THE NEED FOR POLICE REFORMS IN INDIA

INTRODUCTION

A well-organized and well-ordered police system facilitates a country politically, socially, and economically. A strong and efficient police force helps in maintaining a sense of security and safety withinside the minds of residents. It enables them to go about their everyday obligations nonchalantly without worrying about getting attacked, robbed, or face some other crime. The presence of a dependable police force facilitates because it prevents the accumulation of any worry withinside the minds of the citizens regarding any threat to the lives of their cherished ones and themselves as well. For a massive nation like India with a populace of 1.4 billion individuals, a sturdy police body is an absolute necessity for the protection and safety of its residents. For India unfortunately, the present-day police system provides a dismal picture. In the latest response withinside the Parliament, the government disclosed that among 1 April and 30 November 2015, 25,357 cases had been registered beneath the police category which involved 111 deaths in police custody, 330 instances of custodial torture, and 24,916 in others. These statistics factor out the corroded truth of our police machinery. It emphasizes the necessity to make police accountable and carry out police reforms.

WHAT ARE POLICE REFORMS?

Before going into reforms, we have to apprehend the genuine meaning of the words ‘reforms’ first. The Police reforms aim to remodel the values, culture, policies, and practices of police organizations. It envisages police to carry out their duties with respect for democratic values, human rights, and the rule of law. It additionally ambitions to enhance how the police interact with different components of the security sector, consisting of the courts and departments of corrections, or executive, parliamentary or independent authorities with management or oversight duties. 

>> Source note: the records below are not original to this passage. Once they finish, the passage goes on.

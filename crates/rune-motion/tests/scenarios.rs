//! End-to-end behaviour of lists and stages driven by a simulated host.

use std::rc::Rc;

use anyhow::Result;
use rune_motion::{
    CompletionEvent, Cue, Key, KeyEntry, KeyStatus, ListEvent, ListenerLedger, MotionConfig,
    MotionHandlers, MotionList, NodeId, NodeRef, Stage, StageEvent, Status, Style, diff,
};

const FRAME_MS: f32 = 16.0;

fn keys(list: &[&str]) -> Vec<Key> {
    list.iter().map(|k| Key::from(*k)).collect()
}

fn summary(entries: &[KeyEntry]) -> Vec<(String, KeyStatus)> {
    entries
        .iter()
        .map(|e| (e.key.to_string(), e.status))
        .collect()
}

fn opacity_handlers() -> MotionHandlers {
    let mut handlers = MotionHandlers::new();
    for status in [Status::Appear, Status::Enter] {
        handlers.set(status, Cue::Start, |_| Style::new().with("opacity", 0).into());
        handlers.set(status, Cue::Active, |_| Style::new().with("opacity", 1).into());
    }
    handlers.set(Status::Exit, Cue::Start, |_| Style::new().with("opacity", 1).into());
    handlers.set(Status::Exit, Cue::Active, |_| Style::new().with("opacity", 0).into());
    handlers
}

/// Valid cue successions for a single element.
fn assert_cue_order(cues: &[Cue]) {
    let mut previous = Cue::None;
    for &cue in cues {
        assert_ne!(cue, previous, "cue repeated: {cues:?}");
        let forward = cue == Cue::None || cue.ordinal() > previous.ordinal();
        assert!(forward, "cue moved backwards from {previous} to {cue}: {cues:?}");
        previous = cue;
    }
}

fn stage_cues(events: &[StageEvent]) -> Vec<Cue> {
    events
        .iter()
        .filter_map(|event| match event {
            StageEvent::CueChanged { cue, .. } => Some(*cue),
            StageEvent::Settled { .. } => None,
        })
        .collect()
}

#[test]
fn test_scenario_a_middle_key_removed() {
    let previous = vec![
        KeyEntry::new("a", KeyStatus::Keep),
        KeyEntry::new("b", KeyStatus::Keep),
        KeyEntry::new("c", KeyStatus::Keep),
    ];
    let result = diff(&previous, &keys(&["a", "c"]));
    assert_eq!(
        summary(&result),
        vec![
            ("a".into(), KeyStatus::Keep),
            ("b".into(), KeyStatus::Remove),
            ("c".into(), KeyStatus::Keep),
        ]
    );
}

#[test]
fn test_scenario_b_all_added() {
    let result = diff(&[], &keys(&["x", "y"]));
    assert_eq!(
        summary(&result),
        vec![("x".into(), KeyStatus::Add), ("y".into(), KeyStatus::Add)]
    );
}

#[test]
fn test_scenario_c_exiting_key_reappears() -> Result<()> {
    let ledger = Rc::new(ListenerLedger::new());
    let config = MotionConfig::default().with_frames_per_cue(1);
    let mut list = MotionList::new(config, Rc::new(opacity_handlers()), ledger.clone());

    list.set_keys(&keys(&["p", "q"]))?;
    for _ in 0..3 {
        list.tick(FRAME_MS);
    }

    list.set_keys(&keys(&["q"]))?;
    let p = Key::from("p");
    let generation_before = list.stage(&p).map(Stage::generation);
    assert_eq!(list.stage(&p).map(Stage::status), Some(Status::Exit));
    list.tick(FRAME_MS);
    assert_eq!(list.stage(&p).map(Stage::cue), Some(Cue::Active));

    list.set_keys(&keys(&["p", "q"]))?;
    assert_eq!(
        summary(list.entries()),
        vec![("p".into(), KeyStatus::Keep), ("q".into(), KeyStatus::Keep)]
    );
    assert_eq!(list.stage_count(), 2);

    let stage = list.stage(&p).ok_or_else(|| anyhow::anyhow!("stage for p was recreated"))?;
    assert_eq!(stage.status(), Status::Enter);
    assert!(stage.target_visible() == Some(true));
    assert_ne!(Some(stage.generation()), generation_before);

    let removed = list
        .drain_events()
        .filter(|e| matches!(e, ListEvent::Removed { .. }))
        .count();
    assert_eq!(removed, 0);
    Ok(())
}

#[test]
fn test_scenario_d_rapid_flips_converge() {
    let ledger = Rc::new(ListenerLedger::new());
    let node = NodeRef::bound(NodeId(5));
    let config = MotionConfig::default().with_deadline_ms(300.0);
    let mut stage = Stage::new(
        "flip",
        config,
        Rc::new(opacity_handlers()),
        node,
        ledger.clone(),
    );

    stage.init(true);
    stage.tick(FRAME_MS);
    stage.set_visible(false);
    stage.tick(FRAME_MS);
    stage.set_visible(true);

    for _ in 0..60 {
        stage.tick(FRAME_MS);
    }

    assert!(stage.is_settled());
    assert_eq!(stage.cue(), Cue::None);
    assert!(stage.effective_visible());
    assert!(stage.outstanding().is_idle());
    assert_eq!(ledger.active_count(), 0);

    let events: Vec<_> = stage.drain_events().collect();
    assert_cue_order(&stage_cues(&events));
    let settles: Vec<_> = events
        .iter()
        .filter_map(|e| match e {
            StageEvent::Settled { visible } => Some(*visible),
            StageEvent::CueChanged { .. } => None,
        })
        .collect();
    assert_eq!(settles, vec![true]);
}

#[test]
fn test_scenario_e_deadline_fires_once() {
    let ledger = Rc::new(ListenerLedger::new());
    let config = MotionConfig::default()
        .with_deadline_ms(500.0)
        .with_frames_per_cue(1);
    let mut stage = Stage::new(
        "deadline",
        config,
        Rc::new(opacity_handlers()),
        NodeRef::bound(NodeId(9)),
        ledger.clone(),
    );

    stage.init(true);
    let mut now = 0.0;
    let mut settled_at = Vec::new();
    while now < 2000.0 {
        stage.tick(FRAME_MS);
        now += FRAME_MS;
        for event in stage.drain_events() {
            if event.is_settled() {
                settled_at.push(now);
            }
        }
    }

    assert_eq!(settled_at.len(), 1, "settled at {settled_at:?}");
    assert!((500.0..=500.0 + 4.0 * FRAME_MS).contains(&settled_at[0]));
    assert_eq!(ledger.active_count(), 0);
}

#[test]
fn test_list_exit_then_purge() -> Result<()> {
    let ledger = Rc::new(ListenerLedger::new());
    let config = MotionConfig::default().with_frames_per_cue(1);
    let mut list = MotionList::new(config, Rc::new(opacity_handlers()), ledger.clone());

    list.set_keys(&keys(&["a", "b", "c"]))?;
    for _ in 0..2 {
        list.tick(FRAME_MS);
    }
    for key in keys(&["a", "b", "c"]) {
        if let Some(node) = list.node_ref(&key).and_then(|r| r.get()) {
            list.handle_event(&CompletionEvent::transition_end(node, "opacity"));
        }
    }
    assert!(list.is_settled());

    list.set_keys(&keys(&["a", "c"]))?;
    assert_eq!(list.rendered_keys(), keys(&["a", "b", "c"]));
    for _ in 0..2 {
        list.tick(FRAME_MS);
    }
    let b = Key::from("b");
    let node = list
        .node_ref(&b)
        .and_then(|r| r.get())
        .ok_or_else(|| anyhow::anyhow!("b has no node"))?;
    assert!(list.handle_event(&CompletionEvent::transition_end(node, "opacity")));

    let events: Vec<_> = list.drain_events().collect();
    assert!(events.contains(&ListEvent::Removed { key: b.clone() }));
    assert!(events.contains(&ListEvent::Stage {
        key: b.clone(),
        event: StageEvent::Settled { visible: false },
    }));
    assert_eq!(list.rendered_keys(), keys(&["a", "c"]));

    list.set_keys(&keys(&["a", "c"]))?;
    assert!(list.stage(&b).is_none());
    assert_eq!(
        summary(list.entries()),
        vec![("a".into(), KeyStatus::Keep), ("c".into(), KeyStatus::Keep)]
    );

    list.dispose();
    assert_eq!(ledger.active_count(), 0);
    Ok(())
}

#[test]
fn test_cue_order_per_key_in_busy_list() -> Result<()> {
    let ledger = Rc::new(ListenerLedger::new());
    let config = MotionConfig::default().with_deadline_ms(120.0);
    let mut list = MotionList::new(config, Rc::new(opacity_handlers()), ledger.clone());

    let steps = [
        keys(&["a", "b", "c"]),
        keys(&["a", "c"]),
        keys(&["c", "a", "d"]),
        keys(&["b"]),
        keys(&["b", "a"]),
    ];
    let mut events = Vec::new();
    for step in &steps {
        list.set_keys(step)?;
        for _ in 0..3 {
            list.tick(FRAME_MS);
        }
        events.extend(list.drain_events());
    }
    for _ in 0..40 {
        list.tick(FRAME_MS);
    }
    events.extend(list.drain_events());

    for key in keys(&["a", "b", "c", "d"]) {
        let cues: Vec<_> = events
            .iter()
            .filter_map(|event| match event {
                ListEvent::Stage {
                    key: k,
                    event: StageEvent::CueChanged { cue, .. },
                } if *k == key => Some(*cue),
                _ => None,
            })
            .collect();
        assert_cue_order(&cues);
    }

    assert!(list.is_settled());
    assert_eq!(ledger.active_count(), 0);
    Ok(())
}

AN OUTLINE OF THE INDIAN POLICE SYSTEM

Let us begin with a bit of introduction to India’s police system. The Indian constitution, under Schedule VII, presents a threefold distribution of legislative subjects & lays down 3 lists. These lists divide the subjects among the Centre and the States. Under this distribution, police is a subject governed by states. Therefore, each of the 28 states has its police forces. The centre is likewise allowed to maintain its police forces to assist the states with ensuring law and order. Therefore, it maintains seven central police forces and a few other police organizations for specialized duties consisting of intelligence gathering, investigation, research and recordkeeping, and training. The primary function of police forces is to uphold and enforce laws, probe crimes and make certain the security for people withinside the nation. In such a large and populous country like India, police forces have to be well-equipped with personnel, weaponry, forensic, communications, and deliver support to carry out their function well. Further, they must have the operational freedom to perform their duties professionally, and in first-rate working conditions (e.g., regulated operating hours and promotion opportunities), whilst being held responsible for bad overall performance or misuse of power. Thus we can say that the police forces in our country have an obligation towards its citizens.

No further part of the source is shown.